Content starts

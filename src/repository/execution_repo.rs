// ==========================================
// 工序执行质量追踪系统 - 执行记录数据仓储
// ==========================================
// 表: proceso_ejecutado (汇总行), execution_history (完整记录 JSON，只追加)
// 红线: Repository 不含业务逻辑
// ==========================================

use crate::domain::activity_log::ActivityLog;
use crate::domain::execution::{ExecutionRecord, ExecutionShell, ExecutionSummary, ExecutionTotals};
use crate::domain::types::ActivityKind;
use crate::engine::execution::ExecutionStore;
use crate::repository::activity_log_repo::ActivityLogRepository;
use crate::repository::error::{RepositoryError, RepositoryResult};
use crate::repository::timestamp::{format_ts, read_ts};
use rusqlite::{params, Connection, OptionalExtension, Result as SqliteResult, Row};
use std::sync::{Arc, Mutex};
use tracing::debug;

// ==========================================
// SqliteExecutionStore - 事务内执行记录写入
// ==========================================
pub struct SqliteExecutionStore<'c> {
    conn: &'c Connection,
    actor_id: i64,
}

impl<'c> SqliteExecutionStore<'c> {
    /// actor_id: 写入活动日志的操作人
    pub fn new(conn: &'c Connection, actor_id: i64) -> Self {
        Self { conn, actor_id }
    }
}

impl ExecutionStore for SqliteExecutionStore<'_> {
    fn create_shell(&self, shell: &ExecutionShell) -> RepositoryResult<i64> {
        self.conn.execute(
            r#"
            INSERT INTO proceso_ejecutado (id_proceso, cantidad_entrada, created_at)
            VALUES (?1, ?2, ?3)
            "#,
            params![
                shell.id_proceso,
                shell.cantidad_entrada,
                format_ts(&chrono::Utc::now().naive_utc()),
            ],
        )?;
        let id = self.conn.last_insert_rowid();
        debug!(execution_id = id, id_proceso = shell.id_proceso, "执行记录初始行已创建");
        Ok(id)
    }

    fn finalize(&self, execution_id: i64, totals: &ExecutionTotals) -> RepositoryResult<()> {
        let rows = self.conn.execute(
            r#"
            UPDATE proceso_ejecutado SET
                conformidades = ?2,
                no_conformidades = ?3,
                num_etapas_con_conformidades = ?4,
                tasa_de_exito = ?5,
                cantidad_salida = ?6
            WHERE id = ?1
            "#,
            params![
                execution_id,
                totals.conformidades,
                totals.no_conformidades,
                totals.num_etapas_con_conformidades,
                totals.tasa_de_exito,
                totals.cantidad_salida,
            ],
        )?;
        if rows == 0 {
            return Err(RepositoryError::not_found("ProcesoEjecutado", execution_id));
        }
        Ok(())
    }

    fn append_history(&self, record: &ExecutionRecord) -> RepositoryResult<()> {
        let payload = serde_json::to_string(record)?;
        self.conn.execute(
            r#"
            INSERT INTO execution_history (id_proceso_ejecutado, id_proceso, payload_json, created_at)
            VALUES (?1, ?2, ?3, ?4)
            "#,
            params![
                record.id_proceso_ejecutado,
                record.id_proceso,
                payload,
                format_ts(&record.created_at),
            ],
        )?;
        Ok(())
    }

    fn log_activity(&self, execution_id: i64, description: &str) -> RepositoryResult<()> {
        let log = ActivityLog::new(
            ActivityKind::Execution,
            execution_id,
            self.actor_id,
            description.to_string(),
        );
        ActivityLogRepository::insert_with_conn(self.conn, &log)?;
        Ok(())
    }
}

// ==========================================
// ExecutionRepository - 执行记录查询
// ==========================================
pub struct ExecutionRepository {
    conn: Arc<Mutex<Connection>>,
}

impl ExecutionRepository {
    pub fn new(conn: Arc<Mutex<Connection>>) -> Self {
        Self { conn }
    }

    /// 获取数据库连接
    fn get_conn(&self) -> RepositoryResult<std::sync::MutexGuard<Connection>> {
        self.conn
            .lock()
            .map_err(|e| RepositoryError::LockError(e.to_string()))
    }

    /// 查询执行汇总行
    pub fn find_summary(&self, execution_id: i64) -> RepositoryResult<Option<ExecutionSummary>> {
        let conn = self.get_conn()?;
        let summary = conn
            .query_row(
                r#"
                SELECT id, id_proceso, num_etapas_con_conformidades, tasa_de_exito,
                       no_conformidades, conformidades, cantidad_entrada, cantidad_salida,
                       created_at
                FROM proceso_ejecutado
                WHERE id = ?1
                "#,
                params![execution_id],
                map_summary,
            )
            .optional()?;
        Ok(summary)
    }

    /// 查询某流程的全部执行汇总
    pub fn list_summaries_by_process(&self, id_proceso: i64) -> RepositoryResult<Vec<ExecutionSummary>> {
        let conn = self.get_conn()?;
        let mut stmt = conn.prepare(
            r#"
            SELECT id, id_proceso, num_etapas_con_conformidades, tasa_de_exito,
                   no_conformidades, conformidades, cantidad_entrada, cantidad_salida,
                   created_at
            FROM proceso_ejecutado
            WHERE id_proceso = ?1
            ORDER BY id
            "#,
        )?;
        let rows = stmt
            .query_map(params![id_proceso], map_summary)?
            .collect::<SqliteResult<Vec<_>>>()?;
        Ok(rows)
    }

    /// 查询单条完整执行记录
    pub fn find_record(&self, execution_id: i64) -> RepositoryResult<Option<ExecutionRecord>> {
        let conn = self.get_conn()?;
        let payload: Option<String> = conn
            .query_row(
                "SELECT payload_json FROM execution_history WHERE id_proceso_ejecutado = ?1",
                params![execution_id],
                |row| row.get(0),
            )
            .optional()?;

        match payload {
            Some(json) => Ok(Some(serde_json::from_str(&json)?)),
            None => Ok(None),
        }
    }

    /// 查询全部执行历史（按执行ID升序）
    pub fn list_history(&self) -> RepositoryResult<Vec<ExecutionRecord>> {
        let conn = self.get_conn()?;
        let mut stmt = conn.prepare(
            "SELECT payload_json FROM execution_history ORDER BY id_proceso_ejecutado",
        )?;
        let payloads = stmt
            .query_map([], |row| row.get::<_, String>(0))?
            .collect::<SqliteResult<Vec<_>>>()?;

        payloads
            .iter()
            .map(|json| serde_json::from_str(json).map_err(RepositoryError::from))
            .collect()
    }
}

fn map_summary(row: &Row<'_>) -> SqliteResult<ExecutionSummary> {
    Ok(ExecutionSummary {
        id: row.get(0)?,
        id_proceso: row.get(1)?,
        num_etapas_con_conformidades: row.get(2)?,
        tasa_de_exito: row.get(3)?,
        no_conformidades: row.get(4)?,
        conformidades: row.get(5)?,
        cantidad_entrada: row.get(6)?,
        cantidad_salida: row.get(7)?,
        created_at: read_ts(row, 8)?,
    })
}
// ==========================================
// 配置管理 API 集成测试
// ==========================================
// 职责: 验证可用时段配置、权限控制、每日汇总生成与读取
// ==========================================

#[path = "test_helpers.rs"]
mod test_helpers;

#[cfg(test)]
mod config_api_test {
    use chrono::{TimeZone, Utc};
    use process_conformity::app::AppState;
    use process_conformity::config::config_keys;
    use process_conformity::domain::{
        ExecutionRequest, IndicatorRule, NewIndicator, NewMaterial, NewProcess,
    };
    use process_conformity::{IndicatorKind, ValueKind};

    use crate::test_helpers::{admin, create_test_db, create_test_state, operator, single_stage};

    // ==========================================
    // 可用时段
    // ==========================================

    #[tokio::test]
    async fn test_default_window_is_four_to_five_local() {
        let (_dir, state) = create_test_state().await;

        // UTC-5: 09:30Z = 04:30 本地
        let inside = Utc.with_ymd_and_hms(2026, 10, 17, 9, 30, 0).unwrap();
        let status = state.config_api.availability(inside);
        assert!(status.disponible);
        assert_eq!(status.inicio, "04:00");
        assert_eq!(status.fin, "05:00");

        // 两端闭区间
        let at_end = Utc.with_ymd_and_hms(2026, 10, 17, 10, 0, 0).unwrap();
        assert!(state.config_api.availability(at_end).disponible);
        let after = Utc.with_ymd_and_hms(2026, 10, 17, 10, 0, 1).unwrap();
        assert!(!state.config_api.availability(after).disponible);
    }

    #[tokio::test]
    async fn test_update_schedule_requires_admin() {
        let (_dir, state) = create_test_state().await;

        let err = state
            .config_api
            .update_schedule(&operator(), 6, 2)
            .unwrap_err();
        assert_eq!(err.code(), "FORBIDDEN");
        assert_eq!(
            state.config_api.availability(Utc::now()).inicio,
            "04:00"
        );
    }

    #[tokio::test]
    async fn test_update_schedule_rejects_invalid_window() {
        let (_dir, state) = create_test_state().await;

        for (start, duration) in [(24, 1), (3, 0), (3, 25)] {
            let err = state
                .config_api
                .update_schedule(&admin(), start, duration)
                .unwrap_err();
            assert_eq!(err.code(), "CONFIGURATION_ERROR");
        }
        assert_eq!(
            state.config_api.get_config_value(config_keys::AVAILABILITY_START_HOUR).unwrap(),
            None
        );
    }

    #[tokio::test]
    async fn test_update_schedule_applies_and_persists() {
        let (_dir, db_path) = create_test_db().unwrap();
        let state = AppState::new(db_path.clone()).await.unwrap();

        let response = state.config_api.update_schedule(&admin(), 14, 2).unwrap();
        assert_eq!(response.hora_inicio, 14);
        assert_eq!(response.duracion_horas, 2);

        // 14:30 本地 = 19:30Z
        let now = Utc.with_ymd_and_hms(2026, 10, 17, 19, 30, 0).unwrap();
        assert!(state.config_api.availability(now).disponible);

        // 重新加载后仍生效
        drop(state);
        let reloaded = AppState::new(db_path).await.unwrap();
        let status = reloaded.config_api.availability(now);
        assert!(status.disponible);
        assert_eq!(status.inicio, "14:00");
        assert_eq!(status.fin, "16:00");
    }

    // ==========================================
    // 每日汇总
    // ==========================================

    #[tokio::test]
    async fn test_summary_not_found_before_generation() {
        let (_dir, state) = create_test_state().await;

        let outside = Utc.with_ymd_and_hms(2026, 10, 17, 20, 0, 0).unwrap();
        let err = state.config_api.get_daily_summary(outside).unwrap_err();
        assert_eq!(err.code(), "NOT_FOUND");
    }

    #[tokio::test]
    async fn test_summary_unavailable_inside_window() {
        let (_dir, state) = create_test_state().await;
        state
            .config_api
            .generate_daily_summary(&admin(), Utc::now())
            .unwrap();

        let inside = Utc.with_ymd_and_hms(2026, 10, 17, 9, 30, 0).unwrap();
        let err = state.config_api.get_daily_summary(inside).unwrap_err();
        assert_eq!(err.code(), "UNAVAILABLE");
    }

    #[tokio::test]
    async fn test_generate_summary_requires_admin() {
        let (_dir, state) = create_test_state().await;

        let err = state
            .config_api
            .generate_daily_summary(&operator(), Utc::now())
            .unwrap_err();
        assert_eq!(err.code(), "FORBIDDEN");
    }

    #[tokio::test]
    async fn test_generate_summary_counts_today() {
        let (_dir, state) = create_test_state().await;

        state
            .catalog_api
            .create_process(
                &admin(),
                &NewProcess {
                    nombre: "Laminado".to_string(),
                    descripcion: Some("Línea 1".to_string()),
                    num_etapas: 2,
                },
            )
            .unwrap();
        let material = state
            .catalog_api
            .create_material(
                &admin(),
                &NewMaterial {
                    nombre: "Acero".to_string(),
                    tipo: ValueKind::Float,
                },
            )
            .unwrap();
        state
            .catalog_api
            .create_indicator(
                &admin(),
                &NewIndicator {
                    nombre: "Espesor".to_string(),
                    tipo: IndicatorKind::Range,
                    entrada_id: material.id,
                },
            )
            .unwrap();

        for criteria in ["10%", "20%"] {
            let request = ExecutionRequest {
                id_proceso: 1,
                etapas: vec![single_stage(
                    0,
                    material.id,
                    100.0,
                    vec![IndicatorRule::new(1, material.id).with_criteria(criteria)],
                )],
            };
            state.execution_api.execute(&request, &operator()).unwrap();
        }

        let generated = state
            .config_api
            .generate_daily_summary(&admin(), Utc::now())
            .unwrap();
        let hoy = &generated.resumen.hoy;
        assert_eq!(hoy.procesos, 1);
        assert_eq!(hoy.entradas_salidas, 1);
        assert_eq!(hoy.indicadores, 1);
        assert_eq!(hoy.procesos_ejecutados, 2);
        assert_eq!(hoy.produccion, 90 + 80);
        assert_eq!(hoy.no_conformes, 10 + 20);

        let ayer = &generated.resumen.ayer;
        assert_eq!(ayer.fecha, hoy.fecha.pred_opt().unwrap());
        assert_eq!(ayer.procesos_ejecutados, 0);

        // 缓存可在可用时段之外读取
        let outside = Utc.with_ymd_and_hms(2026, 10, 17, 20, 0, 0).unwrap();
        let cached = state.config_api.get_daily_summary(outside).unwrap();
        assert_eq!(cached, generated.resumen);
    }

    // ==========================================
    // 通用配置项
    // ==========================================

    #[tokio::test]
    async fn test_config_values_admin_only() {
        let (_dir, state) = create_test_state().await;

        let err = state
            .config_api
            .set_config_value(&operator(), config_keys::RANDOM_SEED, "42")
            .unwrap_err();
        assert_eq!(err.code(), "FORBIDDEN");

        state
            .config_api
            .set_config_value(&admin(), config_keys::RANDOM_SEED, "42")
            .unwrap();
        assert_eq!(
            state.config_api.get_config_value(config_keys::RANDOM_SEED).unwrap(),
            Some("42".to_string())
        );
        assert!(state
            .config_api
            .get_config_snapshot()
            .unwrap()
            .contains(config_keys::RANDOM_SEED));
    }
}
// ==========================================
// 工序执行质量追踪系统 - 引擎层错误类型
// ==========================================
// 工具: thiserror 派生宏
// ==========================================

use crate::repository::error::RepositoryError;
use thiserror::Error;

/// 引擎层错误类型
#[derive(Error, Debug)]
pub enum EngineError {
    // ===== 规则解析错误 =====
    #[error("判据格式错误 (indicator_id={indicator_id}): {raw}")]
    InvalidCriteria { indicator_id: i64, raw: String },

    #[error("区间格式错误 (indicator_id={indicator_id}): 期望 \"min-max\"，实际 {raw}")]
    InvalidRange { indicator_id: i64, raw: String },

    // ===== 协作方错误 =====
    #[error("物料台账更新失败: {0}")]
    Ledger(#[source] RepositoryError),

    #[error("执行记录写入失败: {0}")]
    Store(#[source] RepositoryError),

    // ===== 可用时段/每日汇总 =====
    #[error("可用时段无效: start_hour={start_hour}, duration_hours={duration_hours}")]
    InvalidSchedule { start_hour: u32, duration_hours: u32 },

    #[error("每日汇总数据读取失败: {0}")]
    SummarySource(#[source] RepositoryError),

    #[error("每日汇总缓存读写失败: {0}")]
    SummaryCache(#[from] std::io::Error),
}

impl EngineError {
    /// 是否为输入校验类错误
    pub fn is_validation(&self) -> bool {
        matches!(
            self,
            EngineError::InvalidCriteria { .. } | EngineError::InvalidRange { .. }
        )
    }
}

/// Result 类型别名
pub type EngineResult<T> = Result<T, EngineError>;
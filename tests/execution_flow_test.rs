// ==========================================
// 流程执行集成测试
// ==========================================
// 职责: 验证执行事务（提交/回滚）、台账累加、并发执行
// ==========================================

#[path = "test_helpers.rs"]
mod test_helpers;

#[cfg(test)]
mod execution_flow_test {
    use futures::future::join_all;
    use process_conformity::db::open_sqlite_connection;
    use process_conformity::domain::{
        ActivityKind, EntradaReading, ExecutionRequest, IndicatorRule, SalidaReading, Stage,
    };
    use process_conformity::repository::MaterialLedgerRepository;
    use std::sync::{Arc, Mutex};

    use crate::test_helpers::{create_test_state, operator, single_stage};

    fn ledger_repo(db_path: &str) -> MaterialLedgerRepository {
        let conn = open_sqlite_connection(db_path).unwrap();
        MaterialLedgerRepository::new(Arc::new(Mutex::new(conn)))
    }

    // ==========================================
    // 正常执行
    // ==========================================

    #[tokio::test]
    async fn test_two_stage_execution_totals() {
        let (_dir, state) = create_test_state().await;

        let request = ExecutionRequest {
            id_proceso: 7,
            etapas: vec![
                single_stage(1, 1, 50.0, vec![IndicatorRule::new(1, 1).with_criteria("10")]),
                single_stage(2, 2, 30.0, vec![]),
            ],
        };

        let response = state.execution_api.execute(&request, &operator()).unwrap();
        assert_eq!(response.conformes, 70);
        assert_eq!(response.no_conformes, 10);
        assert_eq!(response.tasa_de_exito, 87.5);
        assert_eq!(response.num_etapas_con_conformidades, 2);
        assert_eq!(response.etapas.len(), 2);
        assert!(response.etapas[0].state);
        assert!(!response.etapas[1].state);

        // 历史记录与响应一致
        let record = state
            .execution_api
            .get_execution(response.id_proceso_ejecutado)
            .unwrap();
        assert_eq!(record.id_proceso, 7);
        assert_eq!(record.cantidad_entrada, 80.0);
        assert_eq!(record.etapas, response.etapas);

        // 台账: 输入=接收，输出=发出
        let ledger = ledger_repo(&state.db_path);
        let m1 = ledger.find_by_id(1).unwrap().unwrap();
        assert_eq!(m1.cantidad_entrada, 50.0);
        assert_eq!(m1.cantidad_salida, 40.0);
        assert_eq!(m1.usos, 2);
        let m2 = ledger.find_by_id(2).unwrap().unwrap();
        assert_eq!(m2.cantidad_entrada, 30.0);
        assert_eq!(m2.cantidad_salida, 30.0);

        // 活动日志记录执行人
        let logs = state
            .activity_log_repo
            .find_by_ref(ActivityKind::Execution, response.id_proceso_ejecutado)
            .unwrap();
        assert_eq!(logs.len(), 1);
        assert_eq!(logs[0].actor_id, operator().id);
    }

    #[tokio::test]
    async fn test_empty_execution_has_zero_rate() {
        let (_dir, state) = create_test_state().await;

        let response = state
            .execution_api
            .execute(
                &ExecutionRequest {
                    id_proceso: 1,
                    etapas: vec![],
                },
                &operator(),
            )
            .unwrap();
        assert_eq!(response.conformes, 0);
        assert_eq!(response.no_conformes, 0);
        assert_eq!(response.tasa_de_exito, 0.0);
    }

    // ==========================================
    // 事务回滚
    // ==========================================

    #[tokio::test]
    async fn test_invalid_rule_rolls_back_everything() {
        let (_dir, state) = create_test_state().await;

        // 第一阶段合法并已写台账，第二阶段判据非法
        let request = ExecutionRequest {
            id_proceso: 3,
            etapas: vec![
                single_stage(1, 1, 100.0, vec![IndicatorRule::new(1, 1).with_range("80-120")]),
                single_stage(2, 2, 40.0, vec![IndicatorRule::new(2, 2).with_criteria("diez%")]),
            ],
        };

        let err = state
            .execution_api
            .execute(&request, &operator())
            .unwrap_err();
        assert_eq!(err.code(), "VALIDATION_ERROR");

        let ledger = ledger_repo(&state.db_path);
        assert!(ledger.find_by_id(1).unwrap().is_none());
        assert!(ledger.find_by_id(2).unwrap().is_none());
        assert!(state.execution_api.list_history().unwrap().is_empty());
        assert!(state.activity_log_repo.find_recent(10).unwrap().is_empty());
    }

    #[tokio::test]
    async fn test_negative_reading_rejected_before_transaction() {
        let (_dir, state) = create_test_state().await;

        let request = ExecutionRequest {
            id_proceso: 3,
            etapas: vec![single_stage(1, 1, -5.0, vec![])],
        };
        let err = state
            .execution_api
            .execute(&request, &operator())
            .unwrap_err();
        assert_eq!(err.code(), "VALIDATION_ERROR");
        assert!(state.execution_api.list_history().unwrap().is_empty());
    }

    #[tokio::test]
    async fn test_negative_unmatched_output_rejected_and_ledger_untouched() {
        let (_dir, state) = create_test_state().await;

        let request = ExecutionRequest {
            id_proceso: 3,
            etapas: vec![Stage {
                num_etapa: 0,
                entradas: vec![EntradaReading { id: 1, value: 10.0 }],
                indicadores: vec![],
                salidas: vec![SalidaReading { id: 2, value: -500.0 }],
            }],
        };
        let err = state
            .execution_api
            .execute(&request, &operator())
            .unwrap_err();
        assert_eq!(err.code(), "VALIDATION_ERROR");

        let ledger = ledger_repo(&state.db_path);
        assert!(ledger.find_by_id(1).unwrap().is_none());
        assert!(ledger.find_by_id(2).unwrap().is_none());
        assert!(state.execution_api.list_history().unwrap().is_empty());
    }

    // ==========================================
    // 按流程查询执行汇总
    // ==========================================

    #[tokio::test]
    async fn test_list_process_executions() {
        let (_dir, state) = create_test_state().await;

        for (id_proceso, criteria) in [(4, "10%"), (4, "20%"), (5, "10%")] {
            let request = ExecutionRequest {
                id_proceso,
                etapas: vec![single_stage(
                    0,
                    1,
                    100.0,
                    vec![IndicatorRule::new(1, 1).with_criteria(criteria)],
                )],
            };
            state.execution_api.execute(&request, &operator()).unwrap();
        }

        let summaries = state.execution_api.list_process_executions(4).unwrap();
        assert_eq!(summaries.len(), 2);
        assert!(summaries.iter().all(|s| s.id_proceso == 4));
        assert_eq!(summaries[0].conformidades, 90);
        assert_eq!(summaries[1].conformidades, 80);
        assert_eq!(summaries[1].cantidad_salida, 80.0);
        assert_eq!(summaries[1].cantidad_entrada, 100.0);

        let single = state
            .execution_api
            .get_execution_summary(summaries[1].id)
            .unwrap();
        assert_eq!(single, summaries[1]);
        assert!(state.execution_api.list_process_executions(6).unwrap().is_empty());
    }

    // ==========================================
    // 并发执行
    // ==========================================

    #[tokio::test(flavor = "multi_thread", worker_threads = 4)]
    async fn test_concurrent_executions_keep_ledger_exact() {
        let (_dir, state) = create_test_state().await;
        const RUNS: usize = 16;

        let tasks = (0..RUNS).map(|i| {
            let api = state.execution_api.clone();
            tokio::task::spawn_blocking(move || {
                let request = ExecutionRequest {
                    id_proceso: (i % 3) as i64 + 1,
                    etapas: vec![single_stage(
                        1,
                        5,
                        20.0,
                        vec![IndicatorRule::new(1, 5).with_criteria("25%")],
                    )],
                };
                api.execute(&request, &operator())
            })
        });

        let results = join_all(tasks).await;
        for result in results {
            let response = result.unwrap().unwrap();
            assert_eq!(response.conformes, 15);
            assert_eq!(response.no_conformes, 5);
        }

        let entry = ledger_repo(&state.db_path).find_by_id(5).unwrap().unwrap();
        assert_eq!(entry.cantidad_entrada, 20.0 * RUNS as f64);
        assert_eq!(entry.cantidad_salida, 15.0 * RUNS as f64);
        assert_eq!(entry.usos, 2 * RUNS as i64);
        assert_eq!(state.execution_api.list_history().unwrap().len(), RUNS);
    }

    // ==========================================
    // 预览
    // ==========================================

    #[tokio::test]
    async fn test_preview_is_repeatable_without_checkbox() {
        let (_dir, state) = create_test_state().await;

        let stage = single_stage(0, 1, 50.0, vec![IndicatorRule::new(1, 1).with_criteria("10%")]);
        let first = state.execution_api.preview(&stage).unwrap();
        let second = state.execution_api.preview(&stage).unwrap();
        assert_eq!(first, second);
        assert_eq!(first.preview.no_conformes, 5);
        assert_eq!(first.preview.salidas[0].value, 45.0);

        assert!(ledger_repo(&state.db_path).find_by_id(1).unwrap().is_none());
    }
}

Content ends

== Activity ==
The answer must be a single number: how many lines above contain "source".

== Response for this exercise ==
3